Task item ::
The response must consist of each line in the listing that has the word "struct" in it.

Data extract Start Marker

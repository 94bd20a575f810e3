use std::{
    fs,
    path::{Path, PathBuf},
};

use chrono::{DateTime, Utc};
use serde::{Deserialize, Serialize};
use tracing::debug;
use uuid::Uuid;

use super::{LedgerSnapshot, LedgerStore, MemoryStore, ScheduleQuery, SortOrder, TransactionQuery};
use crate::errors::{EngineError, Result};
use crate::ledger::{Budget, Category, RecurringSchedule, Transaction};
use crate::utils::write_atomic;

pub const CURRENT_SCHEMA_VERSION: u32 = 1;

#[derive(Debug, Clone, Serialize, Deserialize)]
struct StoredLedger {
    schema_version: u32,
    saved_at: DateTime<Utc>,
    #[serde(default)]
    ledger: LedgerSnapshot,
}

/// Ledger store persisted as a single JSON document.
///
/// Staged writes live in memory; `save` rewrites the file through a temporary
/// file and a rename, so a crash leaves either the old or the new document.
/// Each save costs a full serialization plus an fsync, proportional to the
/// ledger size.
#[derive(Debug, Clone)]
pub struct JsonFileStore {
    path: PathBuf,
    inner: MemoryStore,
}

impl JsonFileStore {
    /// Opens the store at `path`, starting empty when the file does not exist.
    pub fn open(path: impl Into<PathBuf>) -> Result<Self> {
        let path = path.into();
        let snapshot = if path.exists() {
            load_snapshot(&path)?
        } else {
            LedgerSnapshot::default()
        };
        debug!(
            path = %path.display(),
            transactions = snapshot.transactions.len(),
            schedules = snapshot.schedules.len(),
            "opened json ledger store"
        );
        Ok(Self {
            path,
            inner: MemoryStore::from_snapshot(snapshot),
        })
    }

    pub fn path(&self) -> &Path {
        &self.path
    }

    pub fn snapshot(&self) -> &LedgerSnapshot {
        self.inner.committed()
    }
}

pub fn load_snapshot(path: &Path) -> Result<LedgerSnapshot> {
    let data = fs::read_to_string(path)
        .map_err(|err| EngineError::StoreReadFailed(format!("{}: {err}", path.display())))?;
    let stored: StoredLedger = serde_json::from_str(&data)
        .map_err(|err| EngineError::StoreReadFailed(format!("{}: {err}", path.display())))?;
    if stored.schema_version > CURRENT_SCHEMA_VERSION {
        return Err(EngineError::StoreReadFailed(format!(
            "ledger `{}` is from a newer schema version ({})",
            path.display(),
            stored.schema_version
        )));
    }
    Ok(stored.ledger)
}

impl LedgerStore for JsonFileStore {
    fn fetch_transactions(&self, query: &TransactionQuery, sort: SortOrder) -> Result<Vec<Transaction>> {
        self.inner.fetch_transactions(query, sort)
    }

    fn fetch_schedules(&self, query: &ScheduleQuery) -> Result<Vec<RecurringSchedule>> {
        self.inner.fetch_schedules(query)
    }

    fn categories(&self) -> Result<Vec<Category>> {
        self.inner.categories()
    }

    fn budgets(&self) -> Result<Vec<Budget>> {
        self.inner.budgets()
    }

    fn insert_transaction(&mut self, txn: Transaction) -> Result<()> {
        self.inner.insert_transaction(txn)
    }

    fn update_transaction(&mut self, txn: Transaction) -> Result<()> {
        self.inner.update_transaction(txn)
    }

    fn delete_transaction(&mut self, id: Uuid) -> Result<bool> {
        self.inner.delete_transaction(id)
    }

    fn upsert_schedule(&mut self, schedule: RecurringSchedule) -> Result<()> {
        self.inner.upsert_schedule(schedule)
    }

    fn upsert_category(&mut self, category: Category) -> Result<()> {
        self.inner.upsert_category(category)
    }

    fn upsert_budget(&mut self, budget: Budget) -> Result<()> {
        self.inner.upsert_budget(budget)
    }

    fn save(&mut self) -> Result<()> {
        if !self.inner.has_pending_changes() && self.path.exists() {
            return Ok(());
        }
        let stored = StoredLedger {
            schema_version: CURRENT_SCHEMA_VERSION,
            saved_at: Utc::now(),
            ledger: self.inner.working().clone(),
        };
        let json = serde_json::to_string_pretty(&stored)?;
        write_atomic(&self.path, &json)
            .map_err(|err| EngineError::StoreWriteFailed(format!("{}: {err}", self.path.display())))?;
        self.inner.commit();
        Ok(())
    }

    fn rollback(&mut self) {
        self.inner.rollback();
    }
}

#[cfg(test)]
mod tests {
    use super::*;
    use crate::core::calendar::CalendarPolicy;
    use crate::ledger::TransactionDraft;
    use rust_decimal_macros::dec;
    use tempfile::TempDir;

    fn store_in_temp_dir() -> (JsonFileStore, TempDir) {
        let temp = TempDir::new().expect("temp dir");
        let store = JsonFileStore::open(temp.path().join("ledger.json")).expect("open store");
        (store, temp)
    }

    fn sample() -> Transaction {
        Transaction::new(TransactionDraft::expense(dec!(3.50)), Utc::now(), &CalendarPolicy::default())
            .expect("transaction")
    }

    #[test]
    fn save_and_reopen_roundtrip() {
        let (mut store, guard) = store_in_temp_dir();
        let txn = sample();
        store.insert_transaction(txn.clone()).expect("insert");
        store.save().expect("save");

        let reopened = JsonFileStore::open(guard.path().join("ledger.json")).expect("reopen");
        assert_eq!(reopened.snapshot().transactions, vec![txn]);
    }

    #[test]
    fn rollback_leaves_file_untouched() {
        let (mut store, guard) = store_in_temp_dir();
        store.insert_transaction(sample()).expect("insert");
        store.rollback();
        store.save().expect("save");
        let reopened = JsonFileStore::open(guard.path().join("ledger.json")).expect("reopen");
        assert!(reopened.snapshot().transactions.is_empty());
    }

    #[test]
    fn newer_schema_is_rejected() {
        let temp = TempDir::new().expect("temp dir");
        let path = temp.path().join("ledger.json");
        fs::write(
            &path,
            r#"{ "schema_version": 99, "saved_at": "2024-01-01T00:00:00Z", "ledger": {} }"#,
        )
        .expect("write");
        assert!(matches!(
            JsonFileStore::open(&path),
            Err(EngineError::StoreReadFailed(_))
        ));
    }

    #[test]
    fn corrupted_file_is_a_read_failure() {
        let temp = TempDir::new().expect("temp dir");
        let path = temp.path().join("ledger.json");
        fs::write(&path, "{ truncated").expect("write");
        let err = JsonFileStore::open(&path).expect_err("corrupted file must fail");
        assert!(err.is_store_failure());
    }
}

Data extract End Marker

Answer to this problem ::
struct StoredLedger {
pub struct JsonFileStore {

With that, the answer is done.